Es iſt ein altes, hübſches Wort, daß der äſthetiſche Sinn
mit der materiellen Sorge für den nackten Kampf des Lebens
in einem gewiſſen Druckverhältnis ſtehe. Die Sorge laſtet auf
der tieferen äſthetiſchen Seelenſtimmung bildlich geſprochen wie
eine ſchwere Maſſe auf einer mouſſierenden Flüſſigkeit. Du
nimmſt etwas Maſſe, etwas Druck, etwas Lebensſorge fort —
und die Flüſſigkeit wallt augenblicklich mit impulſivem Stoß
empor, das äſthetiſche Empfinden, die Freude am Schönen bricht
entlaſtet herauf und beherrſcht ſogleich das ganze Feld, den
ganzen Menſchen. Dieſer Vorgang hat etwas Zauberhaftes,
er iſt im Menſchenleben aber eine uralte Erfahrung. Und er
iſt zugleich eine unſerer tröſtlichen Erfahrungen. Sie lehrt
uns, daß wir den Kampf um Beſeitigung einer gewiſſen Schicht
grober Lebensſorgen nicht bloß deshalb führen, um nachher die
Hände in den Schoß zu legen. Iſt der „Notmenſch“, wenn
man es ſo ausdrücken ſoll, befreit, ſo wächſt vom Druck ent¬
laſtet alsbald ein tieferer Menſch herauf: der Kunſtmenſch,
vor dem eine neue Welt der Arbeit, doch höherer, genu߬
reicherer, freierer und mehr ſelbſtgewollter Arbeit, liegt.

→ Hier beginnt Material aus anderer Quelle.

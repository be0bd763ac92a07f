//! Training loop for the Q-learning agent

use rand::{Rng, SeedableRng, rngs::StdRng};
use serde::{Deserialize, Serialize};
use tracing::{debug, info};

use crate::{
    Error, Result,
    platformer::{Outcome, SimState, WorldConfig, step},
    ports::{EpisodeSummary, Observer, StepRecord},
    q_learning::{EpsilonSchedule, QLearningAgent},
};

/// Training configuration
#[derive(Debug, Clone, PartialEq, Serialize, Deserialize)]
#[serde(default)]
pub struct TrainingConfig {
    /// Number of simulated episodes
    pub episodes: usize,

    /// Step budget per episode
    pub max_steps: usize,

    /// Exploration decay curve
    pub schedule: EpsilonSchedule,

    /// Random seed (None = OS entropy)
    pub seed: Option<u64>,
}

impl Default for TrainingConfig {
    fn default() -> Self {
        Self {
            episodes: 10_000,
            max_steps: 240,
            schedule: EpsilonSchedule::default(),
            seed: None,
        }
    }
}

impl TrainingConfig {
    pub fn new(episodes: usize, max_steps: usize) -> Self {
        Self {
            episodes,
            max_steps,
            ..Self::default()
        }
    }

    pub fn with_seed(mut self, seed: u64) -> Self {
        self.seed = Some(seed);
        self
    }

    pub fn with_schedule(mut self, schedule: EpsilonSchedule) -> Self {
        self.schedule = schedule;
        self
    }

    /// # Errors
    ///
    /// Returns [`Error::InvalidConfiguration`] for an empty run or an invalid
    /// schedule.
    pub fn validate(&self) -> Result<()> {
        if self.episodes == 0 {
            return Err(Error::config("training.episodes must be at least 1"));
        }
        if self.max_steps == 0 {
            return Err(Error::config("training.max_steps must be at least 1"));
        }
        self.schedule.validate()
    }
}

/// Result of a training run
#[derive(Debug, Clone, PartialEq, Serialize, Deserialize)]
pub struct TrainingResult {
    pub episodes: usize,
    /// Episodes that ended on the coin
    pub coins: usize,
    /// Episodes that ended on the obstacle
    pub obstacles: usize,
    /// Episodes that ran out of steps
    pub truncated: usize,
    pub coin_rate: f64,
    pub mean_reward: f64,
    pub mean_steps: f64,
    pub final_epsilon: f64,
    /// Materialized states in the value table
    pub states_visited: usize,
}

#[derive(Default)]
struct Tally {
    coins: usize,
    obstacles: usize,
    truncated: usize,
    reward: f64,
    steps: usize,
}

impl Tally {
    fn record(&mut self, summary: &EpisodeSummary) {
        match summary.outcome {
            Some(Outcome::ReachedCoin) => self.coins += 1,
            Some(Outcome::HitObstacle) => self.obstacles += 1,
            None => self.truncated += 1,
        }
        self.reward += summary.total_reward;
        self.steps += summary.steps;
    }

    fn finish(self, episodes: usize, agent: &QLearningAgent) -> TrainingResult {
        let n = episodes.max(1) as f64;
        TrainingResult {
            episodes,
            coins: self.coins,
            obstacles: self.obstacles,
            truncated: self.truncated,
            coin_rate: self.coins as f64 / n,
            mean_reward: self.reward / n,
            mean_steps: self.steps as f64 / n,
            final_epsilon: agent.epsilon(),
            states_visited: agent.table().len(),
        }
    }
}

/// Runs simulated episodes and applies the TD update after every transition.
///
/// The random source is injected so runs can be reproduced exactly.
pub struct Trainer<R: Rng = StdRng> {
    world: WorldConfig,
    config: TrainingConfig,
    rng: R,
    observers: Vec<Box<dyn Observer>>,
}

impl Trainer<StdRng> {
    /// Trainer with a `StdRng` seeded from `seed`.
    pub fn seeded(world: WorldConfig, config: TrainingConfig, seed: u64) -> Result<Self> {
        Self::new(world, config, StdRng::seed_from_u64(seed))
    }

    /// Trainer seeded from `config.seed`, or from OS entropy when unset.
    pub fn from_config(world: WorldConfig, config: TrainingConfig) -> Result<Self> {
        let rng = match config.seed {
            Some(seed) => StdRng::seed_from_u64(seed),
            None => StdRng::from_rng(&mut rand::rng()),
        };
        Self::new(world, config, rng)
    }
}

impl<R: Rng> Trainer<R> {
    /// # Errors
    ///
    /// Returns [`Error::InvalidConfiguration`] if either config is invalid.
    pub fn new(world: WorldConfig, config: TrainingConfig, rng: R) -> Result<Self> {
        world.validate()?;
        config.validate()?;
        Ok(Self {
            world,
            config,
            rng,
            observers: Vec::new(),
        })
    }

    /// Add an observer to the trainer
    pub fn with_observer(mut self, observer: Box<dyn Observer>) -> Self {
        self.observers.push(observer);
        self
    }

    pub fn config(&self) -> &TrainingConfig {
        &self.config
    }

    /// Train `agent` in place for the configured number of episodes.
    pub fn train(&mut self, agent: &mut QLearningAgent) -> Result<TrainingResult> {
        let episodes = self.config.episodes;
        info!(
            episodes,
            max_steps = self.config.max_steps,
            alpha = agent.config().alpha,
            gamma = agent.config().gamma,
            "training started"
        );

        for observer in &mut self.observers {
            observer.on_training_start(episodes)?;
        }

        let mut tally = Tally::default();
        for episode in 0..episodes {
            let summary = self.run_episode(agent, episode)?;
            tally.record(&summary);
            for observer in &mut self.observers {
                observer.on_episode_end(&summary)?;
            }
        }

        for observer in &mut self.observers {
            observer.on_training_end()?;
        }

        let result = tally.finish(episodes, agent);
        info!(
            coins = result.coins,
            obstacles = result.obstacles,
            truncated = result.truncated,
            states = result.states_visited,
            "training finished"
        );
        Ok(result)
    }

    fn run_episode(&mut self, agent: &mut QLearningAgent, episode: usize) -> Result<EpisodeSummary> {
        let epsilon = self
            .config
            .schedule
            .epsilon_at(episode, self.config.episodes);
        agent.set_epsilon(epsilon);

        for observer in &mut self.observers {
            observer.on_episode_start(episode, epsilon)?;
        }

        let mut sim = SimState::reset(&self.world);
        let mut state = agent.state_key(sim.x, sim.is_jumping);
        let mut total_reward = 0.0;
        let mut steps = 0;
        let mut outcome = None;

        for step_num in 0..self.config.max_steps {
            agent.ensure_state(state);
            let action = agent.select_action_epsilon_greedy(state, &mut self.rng);
            let transition = step(&self.world, sim, action);
            let next_state = agent.state_key(transition.next.x, transition.next.is_jumping);
            let q_after = agent.learn(state, action, transition.reward, next_state);

            let record = StepRecord {
                state,
                action,
                reward: transition.reward,
                next_state,
                q_after,
            };
            for observer in &mut self.observers {
                observer.on_step(episode, step_num, &record)?;
            }

            total_reward += transition.reward;
            steps += 1;
            sim = transition.next;
            state = next_state;
            if transition.done() {
                outcome = transition.outcome;
                break;
            }
        }

        debug!(episode, epsilon, steps, total_reward, ?outcome, "episode finished");

        Ok(EpisodeSummary {
            episode,
            epsilon,
            steps,
            total_reward,
            outcome,
            final_x: sim.x,
        })
    }
}

#[cfg(test)]
mod tests {
    use super::*;
    use crate::q_learning::AgentConfig;

    fn agent() -> QLearningAgent {
        QLearningAgent::new(AgentConfig::default()).unwrap()
    }

    #[test]
    fn test_empty_runs_are_rejected() {
        let world = WorldConfig::default();
        assert!(Trainer::seeded(world.clone(), TrainingConfig::new(0, 240), 1).is_err());
        assert!(Trainer::seeded(world, TrainingConfig::new(10, 0), 1).is_err());
    }

    #[test]
    fn test_episode_counts_add_up() {
        let mut trainer =
            Trainer::seeded(WorldConfig::default(), TrainingConfig::new(200, 240), 5).unwrap();
        let mut agent = agent();
        let result = trainer.train(&mut agent).unwrap();

        assert_eq!(result.episodes, 200);
        assert_eq!(result.coins + result.obstacles + result.truncated, 200);
        assert!(result.mean_steps > 0.0 && result.mean_steps <= 240.0);
        assert_eq!(result.states_visited, agent.table().len());
        assert!(result.states_visited <= agent.discretizer().state_count());
    }

    #[test]
    fn test_final_epsilon_follows_schedule() {
        let config = TrainingConfig::new(40, 10);
        let expected = config.schedule.epsilon_at(39, 40);
        let mut trainer = Trainer::seeded(WorldConfig::default(), config, 9).unwrap();
        let mut agent = agent();
        let result = trainer.train(&mut agent).unwrap();
        assert!((result.final_epsilon - expected).abs() < 1e-12);
        assert!((agent.epsilon() - expected).abs() < 1e-12);
    }

    #[test]
    fn test_single_step_episode_touches_start_state() {
        let mut trainer =
            Trainer::seeded(WorldConfig::default(), TrainingConfig::new(1, 1), 0).unwrap();
        let mut agent = agent();
        let result = trainer.train(&mut agent).unwrap();
        assert_eq!(result.truncated, 1);
        assert!(agent.table().contains(agent.state_key(0.0, false)));
    }
}
//! Headless live game loop.
//!
//! The host owns one [`LiveGame`] and calls [`LiveGame::tick`] once per frame.
//! Drawing is left to the host; this type only tracks the live player and the
//! win/lose flags, advancing through the same [`step`] used for training.

use serde::{Deserialize, Serialize};
use tracing::{debug, info};

use super::{
    physics::{Outcome, SimState, step},
    world::WorldConfig,
};
use crate::{ports::Policy, types::Action};

/// Live game status.
#[derive(Debug, Clone, Copy, PartialEq, Eq, Serialize, Deserialize)]
#[serde(rename_all = "snake_case")]
pub enum GameStatus {
    Running,
    Won,
    Lost,
}

impl GameStatus {
    pub fn is_over(self) -> bool {
        !matches!(self, GameStatus::Running)
    }
}

impl From<Outcome> for GameStatus {
    fn from(outcome: Outcome) -> Self {
        match outcome {
            Outcome::ReachedCoin => GameStatus::Won,
            Outcome::HitObstacle => GameStatus::Lost,
        }
    }
}

/// Live (rendered) game state driven by a [`Policy`].
#[derive(Debug, Clone)]
pub struct LiveGame {
    world: WorldConfig,
    player: SimState,
    status: GameStatus,
    ticks: usize,
    last_action: Option<Action>,
}

impl LiveGame {
    pub fn new(world: WorldConfig) -> Self {
        let player = SimState::reset(&world);
        Self {
            world,
            player,
            status: GameStatus::Running,
            ticks: 0,
            last_action: None,
        }
    }

    pub fn player(&self) -> &SimState {
        &self.player
    }

    pub fn status(&self) -> GameStatus {
        self.status
    }

    /// Ticks advanced so far (ticks after the game ended are not counted).
    pub fn ticks(&self) -> usize {
        self.ticks
    }

    pub fn last_action(&self) -> Option<Action> {
        self.last_action
    }

    /// Advance one frame. Does nothing once the game is won or lost.
    pub fn tick<P: Policy + ?Sized>(&mut self, policy: &P) -> GameStatus {
        if self.status.is_over() {
            return self.status;
        }

        let action = policy.decide(self.player.x, self.player.is_jumping);
        let transition = step(&self.world, self.player, action);
        self.player = transition.next;
        self.ticks += 1;
        self.last_action = Some(action);

        debug!(
            tick = self.ticks,
            x = self.player.x,
            y = self.player.y,
            action = %action,
            "live tick"
        );

        if let Some(outcome) = transition.outcome {
            self.status = outcome.into();
            match self.status {
                GameStatus::Won => info!(ticks = self.ticks, "coin collected, game won"),
                GameStatus::Lost => info!(ticks = self.ticks, "hit obstacle, game lost"),
                GameStatus::Running => {}
            }
        }
        self.status
    }

    /// Tick until the game ends or `max_ticks` frames have passed.
    pub fn run<P: Policy + ?Sized>(&mut self, policy: &P, max_ticks: usize) -> GameStatus {
        while self.ticks < max_ticks && !self.status.is_over() {
            self.tick(policy);
        }
        self.status
    }
}
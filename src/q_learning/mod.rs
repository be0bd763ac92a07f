//! Tabular Q-learning
//!
//! The platformer state is discretized into `2 * x_bins` keys (horizontal
//! bucket plus jump flag); each key maps to four action values.
//!
//! ## Usage Example
//!
//! ```no_run
//! use coin_grabber::{
//!     pipeline::{Trainer, TrainingConfig},
//!     platformer::{LiveGame, WorldConfig},
//!     q_learning::{AgentConfig, GreedyPolicy, QLearningAgent},
//! };
//!
//! let mut agent = QLearningAgent::new(AgentConfig::default())?;
//! let mut trainer = Trainer::seeded(WorldConfig::default(), TrainingConfig::default(), 42)?;
//! trainer.train(&mut agent)?;
//!
//! let mut game = LiveGame::new(WorldConfig::default());
//! game.run(&GreedyPolicy::new(&agent), 1_000);
//! # Ok::<(), coin_grabber::Error>(())
//! ```

pub mod agent;
pub mod discretizer;
pub mod policy;
pub mod q_table;
pub mod schedule;

pub use agent::{AgentConfig, QLearningAgent};
pub use discretizer::StateDiscretizer;
pub use policy::GreedyPolicy;
pub use q_table::{ActionValues, ValueTable};
pub use schedule::EpsilonSchedule;
//! CLI subcommands

pub mod play;
pub mod train;
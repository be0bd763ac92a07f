//! One-tick platformer physics shared by training and the live game.

use serde::{Deserialize, Serialize};

use super::world::WorldConfig;
use crate::types::Action;

/// Progress reward is the change in coin distance divided by this.
const PROGRESS_SCALE: f64 = 10.0;
/// Constant cost charged on every tick.
const STEP_COST: f64 = 0.01;
/// Bonus for the coin, penalty for the obstacle.
const TERMINAL_REWARD: f64 = 100.0;

/// Continuous physical state of the player.
#[derive(Debug, Clone, Copy, PartialEq, Serialize, Deserialize)]
pub struct SimState {
    pub x: f64,
    pub y: f64,
    pub vertical_velocity: f64,
    pub is_jumping: bool,
}

impl SimState {
    /// Episode start: left edge, standing on the ground.
    pub fn reset(world: &WorldConfig) -> Self {
        Self {
            x: 0.0,
            y: world.ground_y,
            vertical_velocity: 0.0,
            is_jumping: false,
        }
    }
}

/// How a terminal transition ended.
#[derive(Debug, Clone, Copy, PartialEq, Eq, Hash, Serialize, Deserialize)]
#[serde(rename_all = "snake_case")]
pub enum Outcome {
    ReachedCoin,
    HitObstacle,
}

/// Result of advancing the simulator by one tick.
#[derive(Debug, Clone, Copy, PartialEq)]
pub struct Transition {
    pub next: SimState,
    pub reward: f64,
    /// Set when the tick ended the episode
    pub outcome: Option<Outcome>,
}

impl Transition {
    pub fn done(&self) -> bool {
        self.outcome.is_some()
    }
}

/// Resolve an action into the horizontal speed for this tick.
///
/// A jump only starts from the ground; mid-air it leaves vertical motion
/// alone. Horizontal speed is zero for both `Jump` and `Idle`.
pub fn apply_action(world: &WorldConfig, state: &mut SimState, action: Action) -> f64 {
    match action {
        Action::MoveLeft => -world.step_speed,
        Action::MoveRight => world.step_speed,
        Action::Jump => {
            if !state.is_jumping {
                state.vertical_velocity = world.jump_impulse;
                state.is_jumping = true;
            }
            0.0
        }
        Action::Idle => 0.0,
    }
}

/// Advance `state` by one tick under `action`.
///
/// The obstacle is checked before the coin, so a tick touching both is a loss.
pub fn step(world: &WorldConfig, state: SimState, action: Action) -> Transition {
    let mut next = state;
    let speed = apply_action(world, &mut next, action);

    let old_distance = (next.x - world.coin_x).abs();

    next.x += speed;
    next.vertical_velocity += world.gravity;
    next.y += next.vertical_velocity;

    if next.y >= world.ground_y {
        next.y = world.ground_y;
        next.vertical_velocity = 0.0;
        next.is_jumping = false;
    }
    next.x = next.x.clamp(0.0, world.max_player_x());

    let new_distance = (next.x - world.coin_x).abs();
    let mut reward = (old_distance - new_distance) / PROGRESS_SCALE - STEP_COST;

    let player = world.player_rect(next.x, next.y);
    let outcome = if player.overlaps(&world.obstacle_rect()) {
        reward -= TERMINAL_REWARD;
        Some(Outcome::HitObstacle)
    } else if player.overlaps(&world.coin_rect()) {
        reward += TERMINAL_REWARD;
        Some(Outcome::ReachedCoin)
    } else {
        None
    };

    Transition {
        next,
        reward,
        outcome,
    }
}

#[cfg(test)]
mod tests {
    use super::*;

    fn world() -> WorldConfig {
        WorldConfig::default()
    }

    #[test]
    fn test_idle_on_ground_costs_one_step() {
        let world = world();
        let t = step(&world, SimState::reset(&world), Action::Idle);
        assert_eq!(t.next, SimState::reset(&world));
        assert!((t.reward + 0.01).abs() < 1e-12);
        assert!(!t.done());
    }

    #[test]
    fn test_jump_from_ground() {
        let world = world();
        let t = step(&world, SimState::reset(&world), Action::Jump);
        assert!(t.next.is_jumping);
        assert!((t.next.vertical_velocity - (-9.6)).abs() < 1e-9);
        assert!((t.next.y - 387.4).abs() < 1e-9);
        assert_eq!(t.next.x, 0.0);
    }

    #[test]
    fn test_jump_mid_air_does_not_restart() {
        let world = world();
        let airborne = step(&world, SimState::reset(&world), Action::Jump).next;
        let t = step(&world, airborne, Action::Jump);
        assert!((t.next.vertical_velocity - (-9.2)).abs() < 1e-9);
        assert!(t.next.is_jumping);
    }

    #[test]
    fn test_jump_zeroes_horizontal_speed_in_air() {
        let world = world();
        let airborne = step(&world, SimState::reset(&world), Action::Jump).next;
        let moved = step(&world, airborne, Action::MoveRight).next;
        let t = step(&world, moved, Action::Jump);
        assert_eq!(t.next.x, moved.x);
    }

    #[test]
    fn test_jump_lands_back_on_ground() {
        let world = world();
        let mut state = step(&world, SimState::reset(&world), Action::Jump).next;
        let mut ticks = 1;
        while state.is_jumping {
            state = step(&world, state, Action::Idle).next;
            ticks += 1;
            assert!(ticks < 100, "jump never landed");
        }
        assert_eq!(state.y, world.ground_y);
        assert_eq!(state.vertical_velocity, 0.0);
    }

    #[test]
    fn test_left_edge_clamp() {
        let world = world();
        let t = step(&world, SimState::reset(&world), Action::MoveLeft);
        assert_eq!(t.next.x, 0.0);
        assert!((t.reward + 0.01).abs() < 1e-12);
    }

    #[test]
    fn test_right_edge_clamp() {
        let world = world().with_coin(0.0, 0.0).with_obstacle(0.0, 0.0);
        let start = SimState {
            x: 599.0,
            ..SimState::reset(&world)
        };
        let t = step(&world, start, Action::MoveRight);
        assert_eq!(t.next.x, 600.0);
    }

    #[test]
    fn test_reward_sign_follows_progress() {
        let world = world();
        let start = SimState {
            x: 100.0,
            ..SimState::reset(&world)
        };
        let closer = step(&world, start, Action::MoveRight);
        let farther = step(&world, start, Action::MoveLeft);
        assert!(closer.reward > -0.01);
        assert!(farther.reward < -0.01);
        assert!((closer.reward - 0.29).abs() < 1e-9);
    }

    #[test]
    fn test_walking_right_hits_obstacle_first() {
        let world = world();
        let mut state = SimState::reset(&world);
        for tick in 1..=200 {
            let t = step(&world, state, Action::MoveRight);
            state = t.next;
            if t.done() {
                assert_eq!(t.outcome, Some(Outcome::HitObstacle));
                assert_eq!(tick, 74);
                assert_eq!(state.x, 222.0);
                assert!((t.reward - (0.29 - 100.0)).abs() < 1e-9);
                return;
            }
        }
        panic!("episode never terminated");
    }

    #[test]
    fn test_obstacle_wins_over_coin() {
        let world = world().with_obstacle(400.0, 396.0);
        let start = SimState {
            x: 369.0,
            ..SimState::reset(&world)
        };
        let t = step(&world, start, Action::MoveRight);
        assert_eq!(t.outcome, Some(Outcome::HitObstacle));
    }
}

Geſagt wurden dieſe Dinge allerdings zunächſt immer nur
vom Menſchen. Und oft wurde geradezu der entſcheidende
Unterſchied zwiſchen Menſch und Tier auf dieſes Verhältnis
von Notweſen und Kunſtweſen feſtgenagelt. „Die Kunſt, o
Menſch, haſt du allein“, hat uns der Dichter geſungen. Dem
Tier ſollte jene tiefere Schicht fehlen, ſie konnte alſo bei ihm
auch nicht entlaſtet werden. Das Tier, hieß es, von der Not
des täglichen Brotkampfes, von der großen Hatz und Flucht jäh
befreit: es frißt und ſäuft, vegetiert roh weiter, wird fett und
kommt ſchließlich noch in Faulheit herunter von dem letzten
Stückchen tieriſchen Verſtandes, das der Notkampf wenigſtens
immer wieder angeſpannt hatte bis zum äußerſten.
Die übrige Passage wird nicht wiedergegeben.